* Work to complete: Repeat exactly the lines below that lie between the line with "let sum: u32" and the line with "#[derive(Default)]", counting both of those lines as part of the answer.

Stored data entries

=-=-=-=-=

//! Stake records and the per-owner stake store.
//!
//! Stakes live in an append-only vector per owner. Indices are assigned
//! in insertion order and never recycled: a closed stake is tombstoned
//! in place (`alive = false`, amount and shares zeroed) so external
//! references by `(owner, index)` stay stable for the pool's lifetime.

use std::collections::HashMap;

use primitive_types::U256;
use tidelock_core::error::PoolError;
use tidelock_core::types::{AccountId, Amount, Timestamp};

/// One depositor's locked position.
#[derive(Debug, Clone, PartialEq, Eq)]
pub struct Stake {
    /// Principal currently locked. Zeroed on withdraw/reap.
    pub amount: Amount,
    /// Lock length in seconds from `start_ts`.
    pub duration: u64,
    /// Lock start time. Reset by an upgrade.
    pub start_ts: Timestamp,
    /// Shares from principal alone, COEF²-scaled.
    pub base_shares: U256,
    /// Duration-bonus shares.
    pub l_bonus_shares: U256,
    /// Size-bonus shares.
    pub b_bonus_shares: U256,
    /// Pool lambda at the last settlement of this stake.
    pub last_lambda: U256,
    /// Reward already computed and banked for this stake.
    pub assigned_reward: Amount,
    /// Flips false exactly once, on withdraw or reap.
    pub alive: bool,
}

impl Stake {
    /// Base plus both bonus components.
    ///
    /// Cannot wrap: each component is bounded well below `U256::MAX / 4`
    /// by construction in the share calculator.
    pub fn total_shares(&self) -> U256 {
        self.base_shares + self.l_bonus_shares + self.b_bonus_shares
    }

    /// Maturity instant, widened so `start_ts + duration` cannot wrap.
    pub fn maturity(&self) -> u128 {
        self.start_ts as u128 + self.duration as u128
    }

    pub fn is_matured(&self, now: Timestamp) -> bool {
        now as u128 >= self.maturity()
    }

    /// Instant after which the stake counts as abandoned: maturity plus
    /// `dormancy_multiplier` times the original lock duration.
    pub fn dormant_from(&self, dormancy_multiplier: u64) -> u128 {
        self.maturity() + self.duration as u128 * dormancy_multiplier as u128
    }

    /// Tombstone this stake: dead, no principal, no shares, no reward.
    pub(crate) fn close(&mut self) {
        self.alive = false;
        self.amount = 0;
        self.base_shares = U256::zero();
        self.l_bonus_shares = U256::zero();
        self.b_bonus_shares = U256::zero();
        self.assigned_reward = 0;
    }
}

/// Append-only map of owner to stake list.
#[derive(Debug, Clone, Default)]
pub struct StakeStore {
    stakes: HashMap<AccountId, Vec<Stake>>,
}

impl StakeStore {
    pub fn new() -> Self {
        Self::default()
    }

    /// Append a stake for `owner`, returning its stable index.
    pub fn append(&mut self, owner: &AccountId, stake: Stake) -> u64 {
        let list = self.stakes.entry(*owner).or_default();
        list.push(stake);
        (list.len() - 1) as u64
    }

    /// Look up a stake, dead or alive.
    pub fn get(&self, owner: &AccountId, index: u64) -> Result<&Stake, PoolError> {
        self.stakes
            .get(owner)
            .and_then(|list| list.get(index as usize))
            .ok_or(PoolError::NoSuchStake)
    }

    /// Look up a stake that must still be alive.
    pub fn get_alive(&self, owner: &AccountId, index: u64) -> Result<&Stake, PoolError> {
        let stake = self.get(owner, index)?;
        if !stake.alive {
            return Err(PoolError::StakeDeleted);
        }
        Ok(stake)
    }

    pub fn get_alive_mut(
        &mut self,
        owner: &AccountId,
        index: u64,
    ) -> Result<&mut Stake, PoolError> {
        let stake = self
            .stakes
            .get_mut(owner)
            .and_then(|list| list.get_mut(index as usize))
            .ok_or(PoolError::NoSuchStake)?;
        if !stake.alive {
            return Err(PoolError::StakeDeleted);
        }
        Ok(stake)
    }

    /// Number of stakes (alive or dead) recorded for `owner`.
    pub fn count(&self, owner: &AccountId) -> u64 {
        self.stakes.get(owner).map_or(0, |list| list.len() as u64)
    }

    /// All stakes of one owner, in insertion order.
    pub fn stakes_of(&self, owner: &AccountId) -> &[Stake] {
        self.stakes.get(owner).map_or(&[], Vec::as_slice)
    }

    /// Iterate over every stake in the store.
    pub fn iter(&self) -> impl Iterator<Item = (&AccountId, u64, &Stake)> {
        self.stakes.iter().flat_map(|(owner, list)| {
            list.iter()
                .enumerate()
                .map(move |(i, stake)| (owner, i as u64, stake))
        })
    }

    /// Literal sum of all alive stakes' total shares. The pool's cached
    /// `totalShares` must equal this between operations.
    pub fn alive_shares(&self) -> U256 {
        self.iter()
            .filter(|(_, _, stake)| stake.alive)
            .fold(U256::zero(), |acc, (_, _, stake)| acc + stake.total_shares())
    }
}
//! Error types for the Tidelock protocol.
use thiserror::Error;

use crate::types::Amount;

/// Errors raised by the pool engine's lifecycle operations.
#[derive(Error, Debug, Clone, PartialEq, Eq)]
pub enum PoolError {
    #[error("deposit cannot be zero")] DepositCannotBeZero,
    #[error("duration cannot be zero")] DurationCannotBeZero,
    #[error("no such stake id")] NoSuchStake,
    #[error("stake was deleted")] StakeDeleted,
    #[error("stake matured")] StakeMatured,
    #[error("stake is still alive")] StakeAlive,
    #[error("arithmetic overflow")] ArithmeticOverflow,
    #[error(transparent)] Ledger(#[from] LedgerError),
}

/// Errors raised by pool creation and wallet administration.
#[derive(Error, Debug, Clone, PartialEq, Eq)]
pub enum RegistryError {
    #[error("token cannot be zero")] TokenCannotBeZero,
    #[error("price cannot be zero")] PriceCannotBeZero,
    #[error("B bonus amount cannot be zero")] BonusAmountCannotBeZero,
    #[error("L bonus period cannot be zero")] BonusPeriodCannotBeZero,
    #[error("wallet cannot be zero")] WalletCannotBeZero,
    #[error("percent sum must be == 100, got {sum}")] PercentSumMismatch { sum: u32 },
    #[error("no such pool: {0}")] NoSuchPool(usize),
}

/// Errors raised by the external fungible-token ledger.
#[derive(Error, Debug, Clone, PartialEq, Eq)]
pub enum LedgerError {
    #[error("insufficient balance: have {have}, need {need}")] InsufficientBalance { have: Amount, need: Amount },
    #[error("insufficient allowance: have {have}, need {need}")] InsufficientAllowance { have: Amount, need: Amount },
}

/// Umbrella error for callers composing multiple Tidelock components.
#[derive(Error, Debug)]
pub enum TidelockError {
    #[error(transparent)] Pool(#[from] PoolError),
    #[error(transparent)] Registry(#[from] RegistryError),
    #[error(transparent)] Ledger(#[from] LedgerError),
}
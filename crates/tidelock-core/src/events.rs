//! Pool lifecycle events.
//!
//! Each state-changing pool operation records one event in the pool's
//! event log. Callers drain the log to observe what happened; the engine
//! also mirrors events as `tracing` output.

use serde::{Deserialize, Serialize};

use crate::types::{AccountId, Amount};

/// An event recorded by a pool operation.
#[derive(Serialize, Deserialize, Clone, Debug, PartialEq, Eq)]
pub enum PoolEvent {
    /// A new stake was locked.
    Deposit {
        depositor: AccountId,
        amount: Amount,
        duration: u64,
    },
    /// A stake was closed and paid out. `deposit` is the principal that
    /// was locked, `reward` the accrued reward actually paid (after any
    /// late-claim decay), `penalty` the early-exit penalty charged.
    Withdraw {
        who: AccountId,
        deposit: Amount,
        reward: Amount,
        penalty: Amount,
    },
    /// Principal was added to a still-locked stake. `amount` is the
    /// extra deposit; `new_duration` the remaining time to the original
    /// maturity instant.
    StakeUpgraded {
        depositor: AccountId,
        amount: Amount,
        new_duration: u64,
    },
    /// An abandoned stake was reclaimed; its value was folded back into
    /// the pool's reward accumulator.
    StakeReaped {
        owner: AccountId,
        index: u64,
        reclaimed: Amount,
    },
    /// Queued penalties were flushed to the external wallets.
    PenaltyDistributed { total: Amount },
}
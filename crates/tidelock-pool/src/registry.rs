//! Pool creation and lookup.
//!
//! The registry owns every [`Pool`] and is the only way to construct
//! one, so a pool that exists is a pool whose parameters passed
//! validation.

use tracing::info;

use tidelock_core::constants::PERCENT_BASE;
use tidelock_core::error::RegistryError;
use tidelock_core::types::{PoolParams, TokenId};

use crate::pool::Pool;

/// Check pool parameters before any state is created.
pub fn validate_params(params: &PoolParams) -> Result<(), RegistryError> {
    if params.token.is_zero() {
        return Err(RegistryError::TokenCannotBeZero);
    }
    if params.initial_price.is_zero() {
        return Err(RegistryError::PriceCannotBeZero);
    }
    if params.b_bonus_amount == 0 {
        return Err(RegistryError::BonusAmountCannotBeZero);
    }
    if params.l_bonus_period == 0 {
        return Err(RegistryError::BonusPeriodCannotBeZero);
    }
    if params.wallets.iter().any(|w| w.is_zero()) {
        return Err(RegistryError::WalletCannotBeZero);
    }
    let sum: u32 = params.penalty_percents.iter().sum();
    if sum != PERCENT_BASE {
        return Err(RegistryError::PercentSumMismatch { sum });
    }
    Ok(())
}

/// Collection of staking pools, one slot per `create_pool` call.
#[derive(Default)]
pub struct PoolRegistry {
    pools: Vec<Pool>,
}

impl PoolRegistry {
    pub fn new() -> Self {
        Self { pools: Vec::new() }
    }

    /// Validate `params` and open a new pool. Returns its id.
    pub fn create_pool(&mut self, params: PoolParams) -> Result<usize, RegistryError> {
        let token = params.token;
        let pool = Pool::new(params)?;
        let id = self.pools.len();
        self.pools.push(pool);
        info!(id, token = %token, "pool created");
        Ok(id)
    }

    pub fn len(&self) -> usize {
        self.pools.len()
    }

    pub fn is_empty(&self) -> bool {
        self.pools.is_empty()
    }

    pub fn pool(&self, id: usize) -> Result<&Pool, RegistryError> {
        self.pools.get(id).ok_or(RegistryError::NoSuchPool(id))
    }

    pub fn pool_mut(&mut self, id: usize) -> Result<&mut Pool, RegistryError> {
        self.pools.get_mut(id).ok_or(RegistryError::NoSuchPool(id))
    }

    /// First pool registered for `token`, if any.
    pub fn pool_for_token(&self, token: &TokenId) -> Option<&Pool> {
        self.pools.iter().find(|p| p.token() == *token)
    }

    /// Ids of every pool registered for `token`, in creation order.
    pub fn pools_for_token(&self, token: &TokenId) -> Vec<usize> {
        self.pools
            .iter()
            .enumerate()
            .filter(|(_, p)| p.token() == *token)
            .map(|(id, _)| id)
            .collect()
    }
}
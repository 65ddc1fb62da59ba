//! Share issuance: base shares priced by the current share price, plus
//! two independently capped bonus curves.
//!
//! - Base shares: `amount * COEF² / currentPrice`.
//! - B bonus (size): linear ramp from 0 to `b_bonus_max_percent` of base
//!   shares as the amount approaches `b_bonus_amount`, saturating there.
//! - L bonus (duration): the same shape over `l_bonus_period`.

use primitive_types::U256;
use tidelock_core::constants::{coef_squared, PERCENT_BASE};
use tidelock_core::error::PoolError;
use tidelock_core::types::{Amount, PoolParams};

use crate::math::mul_div;

/// The three share components issued for one deposit.
#[derive(Debug, Clone, Copy, PartialEq, Eq)]
pub struct ShareBreakdown {
    pub base: U256,
    pub l_bonus: U256,
    pub b_bonus: U256,
}

impl ShareBreakdown {
    /// Sum of base and bonus shares.
    ///
    /// Cannot wrap: each component is bounded by
    /// `amount * COEF² * max_percent / 100`, far below `U256::MAX / 4`.
    pub fn total(&self) -> U256 {
        self.base + self.l_bonus + self.b_bonus
    }
}

/// Compute the full share breakdown for a deposit of `amount` locked for
/// `duration` seconds at the given COEF-scaled price.
pub fn compute(
    amount: Amount,
    duration: u64,
    current_price: U256,
    params: &PoolParams,
) -> Result<ShareBreakdown, PoolError> {
    if amount == 0 {
        return Err(PoolError::DepositCannotBeZero);
    }
    if duration == 0 {
        return Err(PoolError::DurationCannotBeZero);
    }

    let base = mul_div(U256::from(amount), coef_squared(), current_price)?;
    let b_bonus = size_bonus(base, amount, params)?;
    let l_bonus = duration_bonus(base, duration, params)?;

    Ok(ShareBreakdown { base, l_bonus, b_bonus })
}

/// Size bonus: `base * pct * amount / (b_bonus_amount * 100)`, saturating
/// at `base * pct / 100` once `amount >= b_bonus_amount`.
fn size_bonus(base: U256, amount: Amount, params: &PoolParams) -> Result<U256, PoolError> {
    let pct = U256::from(params.b_bonus_max_percent);
    let percent_base = U256::from(PERCENT_BASE);
    if amount >= params.b_bonus_amount {
        return mul_div(base, pct, percent_base);
    }
    let scaled = base
        .checked_mul(pct)
        .ok_or(PoolError::ArithmeticOverflow)?;
    let divisor = U256::from(params.b_bonus_amount)
        .checked_mul(percent_base)
        .ok_or(PoolError::ArithmeticOverflow)?;
    mul_div(scaled, U256::from(amount), divisor)
}

/// Duration bonus: same ramp as [`size_bonus`] over `l_bonus_period`.
fn duration_bonus(base: U256, duration: u64, params: &PoolParams) -> Result<U256, PoolError> {
    let pct = U256::from(params.l_bonus_max_percent);
    let percent_base = U256::from(PERCENT_BASE);
    if duration >= params.l_bonus_period {
        return mul_div(base, pct, percent_base);
    }
    let scaled = base
        .checked_mul(pct)
        .ok_or(PoolError::ArithmeticOverflow)?;
    let divisor = U256::from(params.l_bonus_period)
        .checked_mul(percent_base)
        .ok_or(PoolError::ArithmeticOverflow)?;
    mul_div(scaled, U256::from(duration), divisor)
}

=-=-=-=-=

* Solved exercise:
    let sum: u32 = params.penalty_percents.iter().sum();
    if sum != PERCENT_BASE {
        return Err(RegistryError::PercentSumMismatch { sum });
    }
    Ok(())
}

/// Collection of staking pools, one slot per `create_pool` call.
#[derive(Default)]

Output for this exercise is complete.